= First periodic review of Scottish Parliament boundaries =

Scottish bill

The First periodic review of Scottish Parliament boundaries was carried out by the Boundary Commission for Scotland. It was announced on 3 July 2007 that the review was taking place. Provisional proposals were published on 14 February 2008 and the final proposals were published on 26 May 2010. The new constituencies and regions were used for the first time at the 2011 Scottish Parliament election.

The Scottish Parliament (Constituencies) Act 2004 requires the commission to review boundaries of all constituencies except Orkney and Shetland (which cover, respectively, the Orkney Islands council area and the Shetland Islands council area) so that the area covered by the reviewed constituencies will continue to be covered by a total of 71 constituencies.

The Orkney and Shetland constituencies were taken into account, however, in review of boundaries of the additional member regions.

Final recommendations followed public consultations and a series of local inquiries, and the terms of the 2004 act required final recommendations to be submitted in a report to the Secretary of State for Scotland.

A second review should have taken place within 12 years of the last; however, by the time of the 2021 Scottish Parliament election this had not taken place.
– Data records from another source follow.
//! Number, currency, and percentage formatting.
//!
//! Each formatter takes an options record whose `Default` carries the
//! documented defaults. When the record has a `fallback`, invalid input
//! produces `Ok(fallback)`; without one the `NumberError` is returned.

use crate::error::{NumberError, NumberResult};
use crate::locale::{BuiltinLocales, LocaleProvider, DEFAULT_LOCALE};
use crate::notation::{exponential_string, to_fixed};
use crate::validate::{ensure_decimals, ensure_number, ensure_separator, MAX_SAFE_INTEGER};
use serde::{Deserialize, Serialize};

/// Options for [`format_number`].
///
/// # Examples
///
/// ```rust
/// use numkit::{format_number, FormatOptions};
///
/// let options = FormatOptions::default().with_separators(".", ",");
/// assert_eq!(format_number(1234567.89, &options).unwrap(), "1.234.567,89");
/// ```
#[derive(Debug, Clone, PartialEq, Serialize, Deserialize)]
#[serde(default, rename_all = "camelCase")]
pub struct FormatOptions {
    /// Fractional digits, 0 to 20. Default 2.
    pub decimals: u32,
    /// Inserted every three integer digits. Default `","`.
    pub thousands_separator: String,
    /// Placed between integer and fractional digits. Default `"."`.
    pub decimal_separator: String,
    /// Returned instead of an error when set.
    pub fallback: Option<String>,
}

impl Default for FormatOptions {
    fn default() -> Self {
        Self {
            decimals: 2,
            thousands_separator: ",".to_string(),
            decimal_separator: ".".to_string(),
            fallback: None,
        }
    }
}

impl FormatOptions {
    /// Set the number of fractional digits.
    pub fn with_decimals(mut self, decimals: u32) -> Self {
        self.decimals = decimals;
        self
    }

    /// Set the thousands and decimal separators.
    ///
    /// # Examples
    ///
    /// ```rust
    /// use numkit::{format_number, FormatOptions};
    ///
    /// let swiss = FormatOptions::default().with_separators("'", ".");
    /// assert_eq!(format_number(1234567.5, &swiss).unwrap(), "1'234'567.50");
    /// ```
    pub fn with_separators(
        mut self,
        thousands: impl Into<String>,
        decimal: impl Into<String>,
    ) -> Self {
        self.thousands_separator = thousands.into();
        self.decimal_separator = decimal.into();
        self
    }

    /// Return `fallback` instead of an error.
    pub fn with_fallback(mut self, fallback: impl Into<String>) -> Self {
        self.fallback = Some(fallback.into());
        self
    }
}

/// Options for [`format_currency`].
#[derive(Debug, Clone, PartialEq, Serialize, Deserialize)]
#[serde(default, rename_all = "camelCase")]
pub struct CurrencyOptions {
    /// ISO 4217 code. Default `"USD"`.
    pub currency: String,
    /// Locale tag. Default `"en-US"`.
    pub locale: String,
    /// Returned instead of an error when set.
    pub fallback: Option<String>,
    /// Default 2.
    pub minimum_fraction_digits: u32,
    /// Default 2.
    pub maximum_fraction_digits: u32,
    /// Insert grouping separators. Default true.
    pub use_grouping: bool,
}

impl Default for CurrencyOptions {
    fn default() -> Self {
        Self {
            currency: "USD".to_string(),
            locale: DEFAULT_LOCALE.to_string(),
            fallback: None,
            minimum_fraction_digits: 2,
            maximum_fraction_digits: 2,
            use_grouping: true,
        }
    }
}

impl CurrencyOptions {
    /// Options for `currency` in `locale` with the remaining defaults.
    pub fn new(currency: impl Into<String>, locale: impl Into<String>) -> Self {
        Self {
            currency: currency.into(),
            locale: locale.into(),
            ..Self::default()
        }
    }

    /// Set the minimum and maximum fractional digits.
    pub fn with_fraction_digits(mut self, minimum: u32, maximum: u32) -> Self {
        self.minimum_fraction_digits = minimum;
        self.maximum_fraction_digits = maximum;
        self
    }

    /// Turn grouping separators on or off.
    pub fn with_grouping(mut self, use_grouping: bool) -> Self {
        self.use_grouping = use_grouping;
        self
    }

    /// Return `fallback` instead of an error.
    pub fn with_fallback(mut self, fallback: impl Into<String>) -> Self {
        self.fallback = Some(fallback.into());
        self
    }
}

/// Options for [`format_percentage`].
#[derive(Debug, Clone, PartialEq, Serialize, Deserialize)]
#[serde(default, rename_all = "camelCase")]
pub struct PercentageOptions {
    /// Fractional digits, 0 to 20. Default 2.
    pub decimals: u32,
    /// Returned instead of an error when set.
    pub fallback: Option<String>,
    /// Treat the value as a ratio and multiply by 100. Default true.
    pub multiply: bool,
}

impl Default for PercentageOptions {
    fn default() -> Self {
        Self {
            decimals: 2,
            fallback: None,
            multiply: true,
        }
    }
}

impl PercentageOptions {
    /// Set the number of fractional digits.
    pub fn with_decimals(mut self, decimals: u32) -> Self {
        self.decimals = decimals;
        self
    }

    /// Choose whether the value is a ratio to multiply by 100.
    pub fn with_multiply(mut self, multiply: bool) -> Self {
        self.multiply = multiply;
        self
    }

    /// Return `fallback` instead of an error.
    pub fn with_fallback(mut self, fallback: impl Into<String>) -> Self {
        self.fallback = Some(fallback.into());
        self
    }
}

/// Run `render`, substituting `fallback` for any error when one is configured.
fn with_fallback<F>(operation: &str, fallback: Option<&str>, render: F) -> NumberResult<String>
where
    F: FnOnce() -> NumberResult<String>,
{
    match (render(), fallback) {
        (Err(err), Some(fallback)) => {
            tracing::debug!(operation, error = %err, fallback, "formatting failed, using fallback");
            Ok(fallback.to_string())
        }
        (result, _) => result,
    }
}

/// Insert `separator` every three digits from the right of `digits`.
///
/// Grouping only applies once there are at least `min_grouping` digits
/// in front of the first group (1 groups `1234`, 2 leaves it alone).
pub(crate) fn insert_grouping(digits: &str, separator: &str, min_grouping: usize) -> String {
    let len = digits.chars().count();
    if separator.is_empty() || len < 3 + min_grouping {
        return digits.to_string();
    }
    let mut out = String::with_capacity(len + (len / 3) * separator.len());
    for (i, ch) in digits.chars().enumerate() {
        if i > 0 && (len - i) % 3 == 0 {
            out.push_str(separator);
        }
        out.push(ch);
    }
    out
}

/// Format a number with grouped thousands and fixed decimals.
///
/// Magnitudes at or beyond the maximum safe integer are rendered in
/// exponential notation instead.
///
/// # Examples
///
/// ```rust
/// use numkit::{format_number, FormatOptions};
///
/// let defaults = FormatOptions::default();
/// assert_eq!(format_number(1234567.89, &defaults).unwrap(), "1,234,567.89");
/// assert_eq!(format_number(-0.5, &defaults.clone().with_decimals(0)).unwrap(), "-1");
/// assert!(format_number(f64::NAN, &defaults).is_err());
///
/// let lenient = FormatOptions::default().with_fallback("N/A");
/// assert_eq!(format_number(f64::NAN, &lenient).unwrap(), "N/A");
/// ```
pub fn format_number(value: f64, options: &FormatOptions) -> NumberResult<String> {
    with_fallback("format_number", options.fallback.as_deref(), || {
        ensure_number(value, "value")?;
        let decimals = ensure_decimals(options.decimals, "decimals")?;
        let thousands = ensure_separator(&options.thousands_separator, "thousands separator")?;
        let decimal = ensure_separator(&options.decimal_separator, "decimal separator")?;
        if thousands == decimal {
            return Err(NumberError::new(format!(
                "Thousands and decimal separators must differ, both are {thousands:?}"
            )));
        }

        if value.abs() >= MAX_SAFE_INTEGER {
            return Ok(exponential_string(value, decimals));
        }

        let fixed = to_fixed(value.abs(), decimals);
        let (int_part, frac_part) = match fixed.split_once('.') {
            Some((int_part, frac_part)) => (int_part, Some(frac_part)),
            None => (fixed.as_str(), None),
        };

        let mut out = String::new();
        if value < 0.0 {
            out.push('-');
        }
        out.push_str(&insert_grouping(int_part, thousands, 1));
        if let Some(frac) = frac_part {
            out.push_str(decimal);
            out.push_str(frac);
        }
        Ok(out)
    })
}

/// Format a currency amount using the built-in locale table.
///
/// # Examples
///
/// ```rust
/// use numkit::{format_currency, CurrencyOptions};
///
/// assert_eq!(format_currency(1234.5, &CurrencyOptions::default()).unwrap(), "$1,234.50");
///
/// let euros = CurrencyOptions::new("EUR", "de-DE");
/// assert_eq!(format_currency(1234.5, &euros).unwrap(), "1.234,50\u{a0}€");
/// ```
pub fn format_currency(value: f64, options: &CurrencyOptions) -> NumberResult<String> {
    format_currency_with(&BuiltinLocales, value, options)
}

/// [`format_currency`] using a caller-supplied locale provider.
pub fn format_currency_with<P: LocaleProvider + ?Sized>(
    provider: &P,
    value: f64,
    options: &CurrencyOptions,
) -> NumberResult<String> {
    with_fallback("format_currency", options.fallback.as_deref(), || {
        ensure_number(value, "value")?;
        if value.abs() > MAX_SAFE_INTEGER {
            return Err(NumberError::new(format!(
                "Value {value} exceeds the maximum safe integer"
            )));
        }
        provider.format_currency(value, options)
    })
}

/// Format a ratio (or, with `multiply: false`, a percentage) with a `%` sign.
///
/// # Examples
///
/// ```rust
/// use numkit::{format_percentage, PercentageOptions};
///
/// assert_eq!(format_percentage(0.1234, &PercentageOptions::default()).unwrap(), "12.34%");
///
/// let raw = PercentageOptions::default().with_multiply(false).with_decimals(1);
/// assert_eq!(format_percentage(45.0, &raw).unwrap(), "45.0%");
/// ```
pub fn format_percentage(value: f64, options: &PercentageOptions) -> NumberResult<String> {
    with_fallback("format_percentage", options.fallback.as_deref(), || {
        ensure_number(value, "value")?;
        let decimals = ensure_decimals(options.decimals, "decimals")?;
        let scaled = if options.multiply { value * 100.0 } else { value };
        if scaled.abs() > MAX_SAFE_INTEGER {
            return Err(NumberError::new(format!(
                "Percentage {scaled} exceeds the maximum safe integer"
            )));
        }
        Ok(format!("{}%", to_fixed(scaled, decimals)))
    })
}

#[cfg(test)]
mod tests {
    use super::*;

    #[test]
    fn test_insert_grouping() {
        assert_eq!(insert_grouping("1234567", ",", 1), "1,234,567");
        assert_eq!(insert_grouping("123", ",", 1), "123");
        assert_eq!(insert_grouping("1234", ",", 2), "1234");
        assert_eq!(insert_grouping("12345", " ", 2), "12 345");
        assert_eq!(insert_grouping("1234567", "", 1), "1234567");
        assert_eq!(insert_grouping("1000000", "'", 1), "1'000'000");
    }

    #[test]
    fn test_format_number_defaults() {
        let options = FormatOptions::default();
        assert_eq!(format_number(1234567.891, &options).unwrap(), "1,234,567.89");
        assert_eq!(format_number(0.0, &options).unwrap(), "0.00");
        assert_eq!(format_number(-1234.5, &options).unwrap(), "-1,234.50");
        assert_eq!(format_number(999.999, &options).unwrap(), "1,000.00");
    }

    #[test]
    fn test_format_number_custom_separators() {
        let options = FormatOptions::default().with_separators(" ", ",").with_decimals(3);
        assert_eq!(format_number(1234.5678, &options).unwrap(), "1 234,568");

        let none = FormatOptions::default().with_separators("", ".").with_decimals(0);
        assert_eq!(format_number(1234567.0, &none).unwrap(), "1234567");
    }

    #[test]
    fn test_format_number_large_values_are_exponential() {
        let options = FormatOptions::default();
        assert_eq!(format_number(9007199254740991.0, &options).unwrap(), "9.01e+15");
        assert_eq!(format_number(-1e20, &options).unwrap(), "-1.00e+20");
        assert_eq!(
            format_number(9007199254740990.0, &options).unwrap(),
            "9,007,199,254,740,990.00"
        );
    }

    #[test]
    fn test_format_number_invalid_config() {
        let same = FormatOptions::default().with_separators(".", ".");
        assert!(format_number(1.0, &same).is_err());

        let long = FormatOptions::default().with_separators("::::", ".");
        assert!(format_number(1.0, &long).is_err());

        let decimals = FormatOptions::default().with_decimals(21);
        assert!(format_number(1.0, &decimals).is_err());
        assert_eq!(
            format_number(1.0, &decimals.with_fallback("-")).unwrap(),
            "-"
        );
    }

    #[test]
    fn test_format_currency_fallback() {
        let options = CurrencyOptions::default().with_fallback("$0.00");
        assert_eq!(format_currency(f64::NAN, &options).unwrap(), "$0.00");
        assert_eq!(format_currency(1e16, &options).unwrap(), "$0.00");
        assert!(format_currency(1e16, &CurrencyOptions::default()).is_err());
    }

    #[test]
    fn test_format_currency_without_grouping() {
        let options = CurrencyOptions::default().with_grouping(false);
        assert_eq!(format_currency(1234567.0, &options).unwrap(), "$1234567.00");
    }

    #[test]
    fn test_format_percentage() {
        let options = PercentageOptions::default();
        assert_eq!(format_percentage(0.5, &options).unwrap(), "50.00%");
        assert_eq!(format_percentage(-0.0125, &options.clone().with_decimals(1)).unwrap(), "-1.3%");
        assert!(format_percentage(1e14, &options).is_err());
        assert!(format_percentage(f64::INFINITY, &options).is_err());
        assert_eq!(
            format_percentage(f64::NAN, &options.with_fallback("--")).unwrap(),
            "--"
        );
    }
}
A meeting of the Boundary Commission in 2017 indicated that an extension would be sought by the Scottish Government to have the constituencies reviewed by the time of the next proposed election in 2025 (now 2026).

The second review commenced in September 2022 and is planned to be completed by May 2025 before the next scheduled election.

== Boundary changes ==

For the purposes of the review the Boundary Commission for Scotland must take into account the boundaries of the local government council areas. In order to do this some council areas were grouped together; the largest of these groupings of provisional proposals consisted of four of Scotland's 32 council areas, and the smallest only containing one. Constituencies created in 1999 were based on Scottish Westminster constituencies that were created in 1997 and were based on the boundaries of local government regions and districts and islands areas that existed at that time but have since been abolished and replaced with the council areas.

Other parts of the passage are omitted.